Страница 5 из 12
– Боитесь? Почему вы за меня боитесь?
– Ну как тебе объяснить, не знаю даже…
– А! Вам жених мой не нравится, я поняла!
– Да нет, не в этом дело…
– А в чем тогда? Вы боитесь, что он меня обманет? Что я уволюсь, уеду от мамы, уеду из Бережного… А потом придется назад возвращаться… Да?
– Ну, не совсем…
– Но я же не просто так с ним уезжаю, я ведь замуж за него выйду! Понимаете? Замуж! Он сам так сказал!

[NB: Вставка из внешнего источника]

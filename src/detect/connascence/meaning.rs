//! Connascence of meaning: magic numbers and magic strings.
//!
//! Numeric literals outside the common set and outside constant
//! definitions are flagged, as are string literals compared for equality.

use crate::detect::syntax::in_constant_definition;
use crate::detect::types::{Category, ConnascenceKind, Violation};
use crate::detect::Detector;
use crate::error::DetectorError;
use crate::parser::{enclosing_function, visit, NodeKind, SourceUnit, SyntaxNode};

use super::{in_literal_exempt_context, is_common_number, violation};

const KIND: ConnascenceKind = ConnascenceKind::Meaning;

const EQUALITY: &[&str] = &["==", "!=", "===", "!==", "in"];

#[derive(Debug, Clone, Copy, Default)]
pub struct MeaningDetector;

impl Detector for MeaningDetector {
    fn name(&self) -> &str {
        KIND.rule_id()
    }

    fn category(&self) -> Category {
        Category::Connascence(KIND)
    }

    fn detect(&self, unit: &SourceUnit) -> Result<Vec<Violation>, DetectorError> {
        let mut violations = Vec::new();
        visit(&unit.tree, |node, ancestors| {
            let parent = ancestors.last().copied();
            let found = match node.kind {
                NodeKind::Number => magic_number(unit, node, parent, ancestors),
                NodeKind::String => magic_string(unit, node, parent, ancestors),
                _ => None,
            };
            if let Some(v) = found {
                violations.push(v.in_function(enclosing_function(ancestors)));
            }
        });
        Ok(violations)
    }
}

fn magic_number(
    unit: &SourceUnit,
    node: &SyntaxNode,
    parent: Option<&SyntaxNode>,
    ancestors: &[&SyntaxNode],
) -> Option<Violation> {
    if is_common_number(unit, node, parent)
        || in_constant_definition(unit, ancestors)
        || in_literal_exempt_context(unit, ancestors)
    {
        return None;
    }
    let literal = unit.text(node);
    Some(
        violation(KIND, unit, &node.span, format!("magic number `{}`", literal))
            .with_fix(format!("extract `{}` into a named constant", literal)),
    )
}

fn magic_string(
    unit: &SourceUnit,
    node: &SyntaxNode,
    parent: Option<&SyntaxNode>,
    ancestors: &[&SyntaxNode],
) -> Option<Violation> {
    let compared = parent
        .filter(|p| p.kind == NodeKind::Binary)
        .and_then(|p| p.operator)
        .map(|op| EQUALITY.contains(&op))
        .unwrap_or(false);
    if !compared || in_constant_definition(unit, ancestors) || in_literal_exempt_context(unit, ancestors) {
        return None;
    }
    let literal = unit.text(node);
    let content = literal.trim_matches(|c| c == '"' || c == '\'' || c == '`');
    if content.is_empty() {
        return None;
    }
    Some(
        violation(
            KIND,
            unit,
            &node.span,
            format!("string literal {} compared as a hidden code", literal),
        )
        .with_fix("replace the literal with an enum variant or named constant"),
    )
}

– Да какая разница, замуж, не замуж… Формальность ведь сути дела не меняет. Можно и замужнюю несчастную жить прожить, и незамужнюю – вполне счастливую. Поверь, я на своем веку всяких женщин перевидал… Да что я! Вот хотя бы ту самую Дуню возьми, дочку пушкинского станционного смотрителя. Он ведь гений, Пушкин-то… Как есть гений! У него это вполне себе недвусмысленно звучит – каждому свое место в этой жизни предназначено, судьбой определено… Выше своего места прыгнешь, а в другое можешь и не попасть.
– То есть… Вы хотите сказать, что если я родилась и живу в Бережном, то мне и соваться нечего свиным рылом в калашный ряд? Так, что ли?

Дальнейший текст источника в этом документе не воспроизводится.